(Stored entries)
::::::::
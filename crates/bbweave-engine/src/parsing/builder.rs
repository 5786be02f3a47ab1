//! Turns the flat token sequence into a tree.
//!
//! The builder keeps a stack of open tags and resolves, one token at a time:
//!
//! - tags implicitly closed by a sibling or an outer close (`closed_by`,
//!   e.g. `[*]a[*]b[/list]`)
//! - close tags that skip over inner open tags: the skipped tags are cloned
//!   and reopened after the close, so `[b][i]x[/b]y[/i]` becomes
//!   `[b][i]x[/i][/b][i]y[/i]`
//! - open tags that are never closed, and close tags with nothing to close,
//!   which are demoted to content; a close right after a self-closing tag
//!   of the same name is kept as that tag's closing instead
//! - children a tag does not allow, also demoted
//!
//! Whether a close tag is still ahead is answered from a per-name counter
//! rather than by scanning the remaining input.

use std::collections::HashMap;
use std::iter::Peekable;

use crate::error::ParseError;
use crate::options::ParserOptions;
use crate::parsing::token::{Parent, Token, TokenId, TokenKind, TokenTree};
use crate::registry::TagRegistry;

pub struct TreeBuilder<'r> {
    registry: &'r TagRegistry,
    options: &'r ParserOptions,
    tree: TokenTree,
    open: Vec<TokenId>,
    /// Close tokens not yet consumed, by tag name.
    remaining_closes: HashMap<String, usize>,
}

/// Build a tree from `tokens`.
pub fn build(
    tokens: Vec<Token>,
    registry: &TagRegistry,
    options: &ParserOptions,
) -> Result<TokenTree, ParseError> {
    let mut builder = TreeBuilder::new(registry, options, &tokens);
    let mut rest = tokens.into_iter().peekable();
    while let Some(token) = rest.next() {
        builder.push(token, &mut rest)?;
    }
    Ok(builder.finish())
}

impl<'r> TreeBuilder<'r> {
    pub fn new(registry: &'r TagRegistry, options: &'r ParserOptions, tokens: &[Token]) -> Self {
        let mut remaining_closes = HashMap::new();
        for token in tokens.iter().filter(|t| t.kind == TokenKind::Close) {
            *remaining_closes.entry(token.name.clone()).or_insert(0) += 1;
        }
        Self {
            registry,
            options,
            tree: TokenTree::new(),
            open: Vec::new(),
            remaining_closes,
        }
    }

    /// Consume one token. `rest` is the remaining input, used to look at and
    /// occasionally take the following token.
    pub fn push<I>(&mut self, mut token: Token, rest: &mut Peekable<I>) -> Result<(), ParseError>
    where
        I: Iterator<Item = Token>,
    {
        if token.kind == TokenKind::Close
            && let Some(n) = self.remaining_closes.get_mut(&token.name)
        {
            *n = n.saturating_sub(1);
        }

        if !self.child_allowed(&token) && !self.closes_top(&token) {
            log::debug!("demoting disallowed child {:?}", token.raw);
            token.demote();
        }

        match token.kind {
            TokenKind::Open => self.open_tag(token),
            TokenKind::Close => self.close_tag(token, rest),
            TokenKind::Newline => {
                self.end_before_newline(rest.peek());
                self.append(token);
                Ok(())
            }
            TokenKind::Content => {
                self.append(token);
                Ok(())
            }
        }
    }

    pub fn finish(self) -> TokenTree {
        self.tree
    }

    fn top(&self) -> Option<TokenId> {
        self.open.last().copied()
    }

    fn parent(&self) -> Parent {
        self.top().map_or(Parent::Root, Parent::Token)
    }

    fn append(&mut self, token: Token) -> TokenId {
        let parent = self.parent();
        self.tree.append(parent, token)
    }

    fn attach(&mut self, id: TokenId) {
        let parent = self.parent();
        self.tree.children_mut(parent).push(id);
    }

    fn push_open(&mut self, id: TokenId) -> Result<(), ParseError> {
        if self.open.len() >= self.options.max_depth {
            return Err(ParseError::TooDeeplyNested {
                limit: self.options.max_depth,
            });
        }
        self.open.push(id);
        Ok(())
    }

    fn remaining_closes(&self, name: &str) -> usize {
        self.remaining_closes.get(name).copied().unwrap_or(0)
    }

    /// Whether the innermost open tag is closed by `key`.
    fn top_closed_by(&self, key: &str) -> bool {
        self.top().is_some_and(|top| {
            self.registry
                .get(&self.tree[top].name)
                .is_some_and(|def| def.is_closed_by(key))
        })
    }

    fn closes_top(&self, token: &Token) -> bool {
        token.kind == TokenKind::Close
            && self
                .top()
                .is_some_and(|top| self.tree[top].name == token.name)
    }

    fn child_allowed(&self, token: &Token) -> bool {
        if !self.options.fix_invalid_children {
            return true;
        }
        self.top()
            .is_none_or(|top| self.registry.allows_child(&self.tree[top].name, &token.name))
    }

    fn open_tag(&mut self, token: Token) -> Result<(), ParseError> {
        if self.top_closed_by(&token.name) {
            self.open.pop();
        }

        let registry = self.registry;
        let definition = registry.get(&token.name);
        let closes_ahead = self.remaining_closes(&token.name) > 0;
        let id = self.append(token);

        match definition {
            Some(def) if def.is_self_closing => {}
            Some(def) if def.closed_by.is_some() || closes_ahead => self.push_open(id)?,
            _ => {
                log::debug!("demoting unclosed tag {:?}", self.tree[id].raw);
                self.tree[id].demote();
            }
        }
        Ok(())
    }

    fn close_tag<I>(&mut self, mut token: Token, rest: &mut Peekable<I>) -> Result<(), ParseError>
    where
        I: Iterator<Item = Token>,
    {
        let close_key = format!("/{}", token.name);
        if !self.closes_top(&token) && self.top_closed_by(&close_key) {
            self.open.pop();
        }

        if let Some(top) = self.top()
            && self.tree[top].name == token.name
        {
            let close = self.tree.push(token);
            self.tree[top].closing = Some(close);
            self.open.pop();
            return Ok(());
        }

        let Some(target) = self
            .open
            .iter()
            .rposition(|&id| self.tree[id].name == token.name)
        else {
            if let Some(opener) = self.self_closing_opener(&token.name) {
                let close = self.tree.push(token);
                self.tree[opener].closing = Some(close);
                return Ok(());
            }
            log::debug!("demoting unmatched close {:?}", token.raw);
            token.demote();
            self.append(token);
            return Ok(());
        };

        log::debug!(
            "close {:?} skips {} open tag(s), reopening them",
            token.raw,
            self.open.len() - target - 1
        );

        // Innermost first: each clone wraps the previous one.
        let mut clones = Vec::new();
        let mut outer = None;
        for id in self.open.split_off(target + 1).into_iter().rev() {
            let clone = self.tree.clone_shallow(id);
            if let Some(inner) = outer {
                self.tree[clone].children.push(inner);
            }
            outer = Some(clone);
            clones.push(clone);
        }

        let is_block = !self.registry.is_inline(&token.name);
        let close = self.tree.push(token);
        if let Some(matched) = self.open.pop() {
            self.tree[matched].closing = Some(close);
        }

        if is_block
            && let Some(newline) = rest.next_if(|next| next.kind == TokenKind::Newline)
        {
            self.append(newline);
        }

        if let Some(outer) = outer {
            self.attach(outer);
        }
        for clone in clones.into_iter().rev() {
            self.push_open(clone)?;
        }
        Ok(())
    }

    /// The self-closing tag written immediately before a close of the same
    /// name, such as `[hr]` in `[hr][/hr]`.
    fn self_closing_opener(&self, name: &str) -> Option<TokenId> {
        if !self.registry.get(name).is_some_and(|def| def.is_self_closing) {
            return None;
        }
        let &last = self.tree.children(self.parent()).last()?;
        let token = &self.tree[last];
        (token.kind == TokenKind::Open && token.name == name && token.closing.is_none())
            .then_some(last)
    }

    /// A line break right before the token that would implicitly close the
    /// current tag belongs outside it when the tag breaks after itself.
    fn end_before_newline(&mut self, next: Option<&Token>) {
        let (Some(top), Some(next)) = (self.top(), next) else {
            return;
        };

        let key = match next.kind {
            TokenKind::Close => format!("/{}", next.name),
            _ => next.name.clone(),
        };
        if !self.top_closed_by(&key) || self.closes_top(next) {
            return;
        }

        let Some(def) = self.registry.get(&self.tree[top].name) else {
            return;
        };
        let breaks_after = def.break_after == Some(true)
            || (!def.is_inline && self.options.break_after_block && def.break_after != Some(false));
        if breaks_after {
            self.open.pop();
        }
    }
}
::::::::
### REQUIRED WORK
Print only the lines from the top of the data above down to the line holding "- open tags", inclusive.

### THE COMPLETED TASK
filename crates/bbweave-engine/src/parsing/builder.rs
repository 5786be02f3a47ab1
//! Turns the flat token sequence into a tree.
//!
//! The builder keeps a stack of open tags and resolves, one token at a time:
//!
//! - tags implicitly closed by a sibling or an outer close (`closed_by`,
//!   e.g. `[*]a[*]b[/list]`)
//! - close tags that skip over inner open tags: the skipped tags are cloned
//!   and reopened after the close, so `[b][i]x[/b]y[/i]` becomes
//!   `[b][i]x[/i][/b][i]y[/i]`
//! - open tags that are never closed, and close tags with nothing to close,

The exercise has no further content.